Tuesday, July 17 , 2018, 11:49 pm | Fair 65º


Ken Williams: The Price of Glory

For many combat veterans, the horrors and pain of war don't lessen; they become part of their being

A Marine vet of the war in Afghanistan kills himself rather than face the future knowing his war memories are forever. The point of how long-term memories of the horror of war linger and fester was driven home to him when he looked about the rap group and saw Vietnam vets — he just wasn’t up to his life being ruled by his nightmarish memories.

Article Image
Ken Williams and his dog, Sampson. (Williams family photo)

Something went horribly wrong, as almost everything attached to war inevitably does. The mistake we make is trying to convince returning combat vets that it will be otherwise, that somehow the dreams and memories fade with time or at least lose their horror. They never do, and they never will.

Each combat veteran has his or her own memory of war, the particular incident or incidences that over time become woven into the fabric of their being, until they can no longer tell where one ends and the other begins. The bitter pain doesn’t lessen, but it does become familiar, and in an odd way natural — the memories and nightmares become who you are, and you them.

As time goes by, you find yourself retreating easily and often into that alternative world — one you share with no one else on this side of the divide. It’s a sacred space that you pretend with others you don’t retreat to on a daily — or, if lucky, only on a weekly basis — even decades later.

With time, the people you shared those particular moments with in war become your friends. Actually, they become your confidantes — family like, and you hold on dearly to them. They could be the other Marines on a hospital ship or the burned civilians you met but never shared a word with. But communication did happen. It flowed between you and them regardless of cultural and linguistic differences.

They could be the Marines you shared a fighting hole with while mortars embedded themselves into mother earth and shocked fear into you while shredding the air with jagged bits of death. These comrades of the nether world didn’t even have to be alive at the time of the encounter. They could be the Marines on your ward who died a horrible death by malaria, or the sergeant killed in the ambush, the one you carried in a poncho with his arm dangling. You remember how death looked in his eyes, his fear and knowledge of death’s visit. You saw in his eyes the feeling of hopelessness when he realized there was nothing he could do about it.

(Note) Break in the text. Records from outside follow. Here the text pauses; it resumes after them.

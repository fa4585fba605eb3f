//! Worker tasks that back the runtime orchestration.
//!
//! Each open game gets one [`SessionWorker`] task. Commands for a game are
//! processed strictly in arrival order by its worker, which makes the worker
//! the per-game mutual exclusion boundary; different games never share one.

mod session;

pub(crate) use session::{Command, SessionWorker};
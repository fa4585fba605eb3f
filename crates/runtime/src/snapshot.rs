//! In-session snapshot cache.
//!
//! A snapshot at sequence 0 (the initial state) is always present, so every
//! log position has a nearest snapshot at or before it.

use std::collections::BTreeMap;
use std::sync::Arc;

use game_core::{GameState, Snapshot};

#[derive(Clone, Debug)]
pub struct SnapshotCache {
    interval: u64,
    snapshots: BTreeMap<u64, Arc<GameState>>,
}

impl SnapshotCache {
    /// Creates a cache seeded with the initial state. An `interval` of 0
    /// disables periodic snapshots.
    pub fn new(initial: Arc<GameState>, interval: u64) -> Self {
        let mut snapshots = BTreeMap::new();
        snapshots.insert(0, initial);
        Self {
            interval,
            snapshots,
        }
    }

    /// Returns true if a snapshot should be taken once the log reaches `len`.
    pub fn should_snapshot(&self, len: u64) -> bool {
        self.interval > 0 && len > 0 && len % self.interval == 0
    }

    pub fn insert(&mut self, sequence: u64, state: Arc<GameState>) {
        self.snapshots.insert(sequence, state);
    }

    /// Snapshot with the greatest sequence `<= sequence`.
    pub fn nearest_at_or_before(&self, sequence: u64) -> Option<Snapshot> {
        self.snapshots
            .range(..=sequence)
            .next_back()
            .map(|(sequence, state)| Snapshot {
                sequence: *sequence,
                state: GameState::clone(state),
            })
    }

    /// Drops every snapshot past `sequence`. The initial snapshot is kept.
    pub fn discard_after(&mut self, sequence: u64) {
        self.snapshots.split_off(&sequence.saturating_add(1));
    }

    pub fn sequences(&self) -> impl Iterator<Item = u64> + '_ {
        self.snapshots.keys().copied()
    }

    pub fn interval(&self) -> u64 {
        self.interval
    }
}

Alive and dead, without a word spoken, you share consecrated space with all of them. It’s a time and place captured within your soul that is peppered with the sounds of death, both personal and impersonal: the terror in men’s voices, the hard quietness of the maimed, the cry of grown, combat-hardened men reduced to a child-like state. It is also the smells of napalm and white phosphorous, of wet decay and fear that populated the land then as it does that part of your mind now.

All terrible wounds that we inflicted on one another in the name of patriotism, nationalism or religion, but really it was simply driven by fear and hatred. A fear and hatred so primordial, so profoundly overwhelming and so evil that you find your tongue tied in knots and you stutter into silence when even trying to share its existence with those who haven’t experienced it.

Yet time and again you retreat to this place — a state of existence where part of you becomes alive and only there, that real estate of the mind that you have spent a lifetime building fences around. Alone, without the presence of others, it is only here that you can drop the pretenses that the war was left behind, that you have moved on. Here you accept the harsh reality that you never did and never will. It’s not a question of will power but of what is. You’ re accepted for who you are, with all falsehoods dropped. A part of them as they are of you — that place and time forever frozen within your soul.

At times, the knowledge, the fear and the seduction that with death your soul will be pulled back to then — to them — nags at your conscious. Just maybe the forever of purgatory is to be with them in that place. It’s the siren song of combat veterans — one that, with time, you find a small part of you welcomes. You have found acceptance, a place where you finally belong. The falsehoods can be dropped as the horror reclaims you, welcomes you — the real welcome home.

— Ken Williams has been a social worker for the homeless for the last 30 years. He is the author of China White and Shattered Dreams, A Story of the Streets.